%%

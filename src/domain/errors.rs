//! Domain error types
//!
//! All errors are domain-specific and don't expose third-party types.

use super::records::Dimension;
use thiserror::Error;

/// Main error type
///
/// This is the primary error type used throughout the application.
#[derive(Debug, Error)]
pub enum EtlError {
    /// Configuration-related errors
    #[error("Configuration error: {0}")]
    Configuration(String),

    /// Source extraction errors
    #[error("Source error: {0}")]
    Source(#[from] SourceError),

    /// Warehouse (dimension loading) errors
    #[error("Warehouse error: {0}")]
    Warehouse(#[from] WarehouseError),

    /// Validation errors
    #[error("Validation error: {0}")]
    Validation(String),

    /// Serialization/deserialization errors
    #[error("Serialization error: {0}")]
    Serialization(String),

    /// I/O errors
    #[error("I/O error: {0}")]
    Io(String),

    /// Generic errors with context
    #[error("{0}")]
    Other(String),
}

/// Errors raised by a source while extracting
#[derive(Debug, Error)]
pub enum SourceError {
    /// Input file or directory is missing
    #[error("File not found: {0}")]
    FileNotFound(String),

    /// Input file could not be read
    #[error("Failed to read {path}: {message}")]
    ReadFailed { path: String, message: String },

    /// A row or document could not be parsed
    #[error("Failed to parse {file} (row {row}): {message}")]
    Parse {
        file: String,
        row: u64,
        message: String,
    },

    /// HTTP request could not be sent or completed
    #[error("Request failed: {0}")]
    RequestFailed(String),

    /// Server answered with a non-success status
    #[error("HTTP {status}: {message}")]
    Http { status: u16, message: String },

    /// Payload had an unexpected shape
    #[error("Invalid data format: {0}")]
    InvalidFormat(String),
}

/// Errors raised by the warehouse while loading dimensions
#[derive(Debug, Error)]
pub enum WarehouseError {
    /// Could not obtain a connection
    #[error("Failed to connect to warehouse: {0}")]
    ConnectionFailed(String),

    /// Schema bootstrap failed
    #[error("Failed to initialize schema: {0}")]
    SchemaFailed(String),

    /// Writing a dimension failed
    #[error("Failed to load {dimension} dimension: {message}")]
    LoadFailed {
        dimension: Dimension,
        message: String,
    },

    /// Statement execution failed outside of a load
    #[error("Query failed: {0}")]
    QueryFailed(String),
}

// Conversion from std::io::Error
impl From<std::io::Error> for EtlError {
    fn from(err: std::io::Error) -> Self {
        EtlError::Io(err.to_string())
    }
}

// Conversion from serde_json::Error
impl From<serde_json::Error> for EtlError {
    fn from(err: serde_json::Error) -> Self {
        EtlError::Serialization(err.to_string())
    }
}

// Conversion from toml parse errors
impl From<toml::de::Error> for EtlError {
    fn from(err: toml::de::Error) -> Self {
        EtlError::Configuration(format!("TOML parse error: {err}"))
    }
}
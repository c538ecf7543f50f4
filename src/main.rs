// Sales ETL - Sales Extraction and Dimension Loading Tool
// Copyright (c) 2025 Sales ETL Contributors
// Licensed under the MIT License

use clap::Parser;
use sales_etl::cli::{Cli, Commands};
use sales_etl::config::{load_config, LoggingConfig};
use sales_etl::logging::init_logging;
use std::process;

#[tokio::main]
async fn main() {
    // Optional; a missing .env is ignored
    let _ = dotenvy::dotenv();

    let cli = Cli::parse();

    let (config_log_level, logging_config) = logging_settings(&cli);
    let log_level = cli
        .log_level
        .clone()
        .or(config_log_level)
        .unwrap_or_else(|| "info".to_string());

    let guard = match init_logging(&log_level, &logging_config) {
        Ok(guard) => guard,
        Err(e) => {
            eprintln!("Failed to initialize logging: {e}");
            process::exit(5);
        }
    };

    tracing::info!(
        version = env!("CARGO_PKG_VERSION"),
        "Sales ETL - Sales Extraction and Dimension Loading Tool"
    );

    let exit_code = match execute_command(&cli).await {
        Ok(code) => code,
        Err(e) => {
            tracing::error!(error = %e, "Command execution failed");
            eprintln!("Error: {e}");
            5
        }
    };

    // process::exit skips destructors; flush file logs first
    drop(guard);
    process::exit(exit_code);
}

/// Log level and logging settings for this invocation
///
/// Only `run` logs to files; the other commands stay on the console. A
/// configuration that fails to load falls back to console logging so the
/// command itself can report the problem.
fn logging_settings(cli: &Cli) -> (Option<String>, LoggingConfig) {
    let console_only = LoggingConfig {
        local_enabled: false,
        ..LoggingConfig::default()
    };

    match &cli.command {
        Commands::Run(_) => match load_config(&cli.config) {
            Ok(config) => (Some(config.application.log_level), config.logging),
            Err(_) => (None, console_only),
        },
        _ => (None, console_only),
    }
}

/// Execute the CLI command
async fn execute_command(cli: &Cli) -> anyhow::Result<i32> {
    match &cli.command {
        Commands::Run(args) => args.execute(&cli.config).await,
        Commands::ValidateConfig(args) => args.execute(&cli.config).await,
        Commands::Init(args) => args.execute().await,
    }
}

%%

Transcribe all of the data above, character for character.

• ANSWER TO THE PROBLEM
filename src/domain/errors.rs
//! Domain error types
//!
//! All errors are domain-specific and don't expose third-party types.

use super::records::Dimension;
use thiserror::Error;

/// Main error type
///
/// This is the primary error type used throughout the application.
#[derive(Debug, Error)]
pub enum EtlError {
    /// Configuration-related errors
    #[error("Configuration error: {0}")]
    Configuration(String),

    /// Source extraction errors
    #[error("Source error: {0}")]
    Source(#[from] SourceError),

    /// Warehouse (dimension loading) errors
    #[error("Warehouse error: {0}")]
    Warehouse(#[from] WarehouseError),

    /// Validation errors
    #[error("Validation error: {0}")]
    Validation(String),

    /// Serialization/deserialization errors
    #[error("Serialization error: {0}")]
    Serialization(String),

    /// I/O errors
    #[error("I/O error: {0}")]
    Io(String),

    /// Generic errors with context
    #[error("{0}")]
    Other(String),
}

/// Errors raised by a source while extracting
#[derive(Debug, Error)]
pub enum SourceError {
    /// Input file or directory is missing
    #[error("File not found: {0}")]
    FileNotFound(String),

    /// Input file could not be read
    #[error("Failed to read {path}: {message}")]
    ReadFailed { path: String, message: String },

    /// A row or document could not be parsed
    #[error("Failed to parse {file} (row {row}): {message}")]
    Parse {
        file: String,
        row: u64,
        message: String,
    },

    /// HTTP request could not be sent or completed
    #[error("Request failed: {0}")]
    RequestFailed(String),

    /// Server answered with a non-success status
    #[error("HTTP {status}: {message}")]
    Http { status: u16, message: String },

    /// Payload had an unexpected shape
    #[error("Invalid data format: {0}")]
    InvalidFormat(String),
}

/// Errors raised by the warehouse while loading dimensions
#[derive(Debug, Error)]
pub enum WarehouseError {
    /// Could not obtain a connection
    #[error("Failed to connect to warehouse: {0}")]
    ConnectionFailed(String),

    /// Schema bootstrap failed
    #[error("Failed to initialize schema: {0}")]
    SchemaFailed(String),

    /// Writing a dimension failed
    #[error("Failed to load {dimension} dimension: {message}")]
    LoadFailed {
        dimension: Dimension,
        message: String,
    },

    /// Statement execution failed outside of a load
    #[error("Query failed: {0}")]
    QueryFailed(String),
}

// Conversion from std::io::Error
impl From<std::io::Error> for EtlError {
    fn from(err: std::io::Error) -> Self {
        EtlError::Io(err.to_string())
    }
}

// Conversion from serde_json::Error
impl From<serde_json::Error> for EtlError {
    fn from(err: serde_json::Error) -> Self {
        EtlError::Serialization(err.to_string())
    }
}

// Conversion from toml parse errors
impl From<toml::de::Error> for EtlError {
    fn from(err: toml::de::Error) -> Self {
        EtlError::Configuration(format!("TOML parse error: {err}"))
    }
}
repository c538ecf7543f50f4
filename src/main.rs
// Sales ETL - Sales Extraction and Dimension Loading Tool
// Copyright (c) 2025 Sales ETL Contributors
// Licensed under the MIT License

use clap::Parser;
use sales_etl::cli::{Cli, Commands};
use sales_etl::config::{load_config, LoggingConfig};
use sales_etl::logging::init_logging;
use std::process;

#[tokio::main]
async fn main() {
    // Optional; a missing .env is ignored
    let _ = dotenvy::dotenv();

    let cli = Cli::parse();

    let (config_log_level, logging_config) = logging_settings(&cli);
    let log_level = cli
        .log_level
        .clone()
        .or(config_log_level)
        .unwrap_or_else(|| "info".to_string());

    let guard = match init_logging(&log_level, &logging_config) {
        Ok(guard) => guard,
        Err(e) => {
            eprintln!("Failed to initialize logging: {e}");
            process::exit(5);
        }
    };

    tracing::info!(
        version = env!("CARGO_PKG_VERSION"),
        "Sales ETL - Sales Extraction and Dimension Loading Tool"
    );

    let exit_code = match execute_command(&cli).await {
        Ok(code) => code,
        Err(e) => {
            tracing::error!(error = %e, "Command execution failed");
            eprintln!("Error: {e}");
            5
        }
    };

    // process::exit skips destructors; flush file logs first
    drop(guard);
    process::exit(exit_code);
}

/// Log level and logging settings for this invocation
///
/// Only `run` logs to files; the other commands stay on the console. A
/// configuration that fails to load falls back to console logging so the
/// command itself can report the problem.
fn logging_settings(cli: &Cli) -> (Option<String>, LoggingConfig) {
    let console_only = LoggingConfig {
        local_enabled: false,
        ..LoggingConfig::default()
    };

    match &cli.command {
        Commands::Run(_) => match load_config(&cli.config) {
            Ok(config) => (Some(config.application.log_level), config.logging),
            Err(_) => (None, console_only),
        },
        _ => (None, console_only),
    }
}

/// Execute the CLI command
async fn execute_command(cli: &Cli) -> anyhow::Result<i32> {
    match &cli.command {
        Commands::Run(args) => args.execute(&cli.config).await,
        Commands::ValidateConfig(args) => args.execute(&cli.config).await,
        Commands::Init(args) => args.execute().await,
    }
}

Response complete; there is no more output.